For many of us, when our Character 2 is negatively triggered, because this is a part of our stress circuitry it tends to feel like a bolt of anxiety, fear, or emotional pain. Instead of our being in control of this character and choosing to run it on purpose, this character is apt to leap right in and almost violently take over our consciousness. Once Character 2 has stormed into our psyche, getting into another character requires a plan. This is clearly the perfect time for our Four Characters to take a Brain Huddle. Learning to master getting this character supported and instantaneously under control is the key to successfully managing our emotional reactivity.
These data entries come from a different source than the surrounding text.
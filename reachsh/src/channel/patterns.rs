//! Prompt patterns used for completion detection.

use regex::bytes::Regex;
use serde::Deserialize;

use crate::error::ConfigError;

/// Default regex for a host's native prompt.
pub const DEFAULT_PROMPT_REGEX: &str = r"[$#>]( )?$";

/// Default regex for the injected prompt marker.
pub const DEFAULT_CUSTOM_PROMPT_REGEX: &str = r"\[REACH\]# $";

/// Default injected prompt marker.
pub const DEFAULT_CUSTOM_PROMPT: &str = "[REACH]# ";

/// Prompt configuration as written by users.
#[derive(Debug, Clone, PartialEq, Eq, Deserialize)]
#[serde(default)]
pub struct PromptSpec {
    /// Matches the host's native prompt.
    pub detection_regex: String,

    /// Matches the prompt once the marker has been appended.
    pub custom_regex: String,

    /// Literal appended to `PS1`.
    pub custom_literal: String,
}

impl Default for PromptSpec {
    fn default() -> Self {
        Self {
            detection_regex: DEFAULT_PROMPT_REGEX.to_string(),
            custom_regex: DEFAULT_CUSTOM_PROMPT_REGEX.to_string(),
            custom_literal: DEFAULT_CUSTOM_PROMPT.to_string(),
        }
    }
}

impl PromptSpec {
    /// Compile every pattern, failing on the first invalid one.
    pub fn compile(&self) -> Result<Prompts, ConfigError> {
        let detection = compile("detection_regex", &self.detection_regex)?;
        let custom = compile("custom_regex", &self.custom_regex)?;
        let custom_unanchored =
            compile("custom_regex", strip_trailing_anchor(&self.custom_regex))?;

        if self.custom_literal.contains('\'') || self.custom_literal.contains('\n') {
            return Err(ConfigError::Invalid {
                name: "custom_literal",
                message: "must not contain single quotes or newlines".to_string(),
            });
        }

        Ok(Prompts {
            detection,
            custom,
            custom_unanchored,
            custom_literal: self.custom_literal.clone(),
        })
    }
}

/// Compiled prompt patterns, shared read-only by a session.
#[derive(Debug, Clone)]
pub struct Prompts {
    /// Native prompt.
    pub detection: Regex,

    /// Injected marker, anchored at end of output.
    pub custom: Regex,

    /// Injected marker without the trailing anchor, used to count
    /// occurrences while the marker is being set.
    pub custom_unanchored: Regex,

    /// Literal appended to `PS1`.
    pub custom_literal: String,
}

fn compile(name: &'static str, pattern: &str) -> Result<Regex, ConfigError> {
    Regex::new(pattern).map_err(|source| ConfigError::InvalidPattern { name, source })
}

/// Drop a trailing end-of-text `$` anchor, leaving an escaped `\$` alone.
pub fn strip_trailing_anchor(pattern: &str) -> &str {
    let Some(stripped) = pattern.strip_suffix('$') else {
        return pattern;
    };
    let backslashes = stripped.bytes().rev().take_while(|&b| b == b'\\').count();
    if backslashes % 2 == 1 {
        pattern
    } else {
        stripped
    }
}

#[cfg(test)]
mod tests {
    use super::*;

    #[test]
    fn test_default_detection_regex() {
        let prompts = PromptSpec::default().compile().unwrap();
        assert!(prompts.detection.is_match(b"user@host:~$ "));
        assert!(prompts.detection.is_match(b"root@host:~#"));
        assert!(prompts.detection.is_match(b"router>"));
        assert!(!prompts.detection.is_match(b"Password: "));
        assert!(!prompts.detection.is_match(b"total 5$ more"));
    }

    #[test]
    fn test_custom_regex_pair() {
        let prompts = PromptSpec::default().compile().unwrap();
        assert!(prompts.custom.is_match(b"user@host:~$ [REACH]# "));
        assert!(!prompts.custom.is_match(b"echo [REACH]# done"));
        assert_eq!(
            prompts
                .custom_unanchored
                .find_iter(b"PS1=$PS1'[REACH]# '\r\nuser@host:~$ [REACH]# ")
                .count(),
            2
        );
    }

    #[test]
    fn test_strip_trailing_anchor() {
        assert_eq!(strip_trailing_anchor(r"\[REACH\]# $"), r"\[REACH\]# ");
        assert_eq!(strip_trailing_anchor(r"[$#>]( )?$"), r"[$#>]( )?");
        assert_eq!(strip_trailing_anchor(r"cost \$"), r"cost \$");
        assert_eq!(strip_trailing_anchor(r"odd \\$"), r"odd \\");
        assert_eq!(strip_trailing_anchor("plain"), "plain");
    }

    #[test]
    fn test_invalid_patterns_rejected() {
        let spec = PromptSpec {
            detection_regex: "([".to_string(),
            ..Default::default()
        };
        assert!(matches!(
            spec.compile(),
            Err(ConfigError::InvalidPattern {
                name: "detection_regex",
                ..
            })
        ));

        let spec = PromptSpec {
            custom_literal: "it's> ".to_string(),
            ..Default::default()
        };
        assert!(matches!(spec.compile(), Err(ConfigError::Invalid { .. })));
    }

    #[test]
    fn test_deserialize_partial() {
        let spec: PromptSpec = serde_json::from_str(r#"{"detection_regex": "%\\s*$"}"#).unwrap();
        assert_eq!(spec.detection_regex, r"%\s*$");
        assert_eq!(spec.custom_literal, DEFAULT_CUSTOM_PROMPT);
    }
}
Who among us has not secretly wished that we could just pluck this Character 2 part of our brain right out so we could escape our emotional pain from the past? Who among us has not sought therapy or guidance from professionals to help us fix, manage, or psychoanalyze why we are the way we are and why we feel the way we feel? And, most importantly, what might we do to heal it? The billion-dollar question, supported by a multibillion-dollar industry, is this: What are the strategies we can use to save ourselves when we realize we have devolved into our Character 2’s emotional reactivity?
In the absence of my own left-brain Character 2, which had anchored me in the external world at an emotional level, my ego-self disappeared and with it all of the personal content of my identity. Consequently, I no longer existed as an individual who was separate from the flow of the universe, and I knew nothing about my life. Interestingly, my mother, G. G., even lost her “mother power,” because not only did I not know who she was but I didn’t know what a mother was. With no language available for me to label anything, or any individuation of things in the external world, it was impossible for me to think abstractly. By anyone’s definition, I had become an infant in a woman’s body.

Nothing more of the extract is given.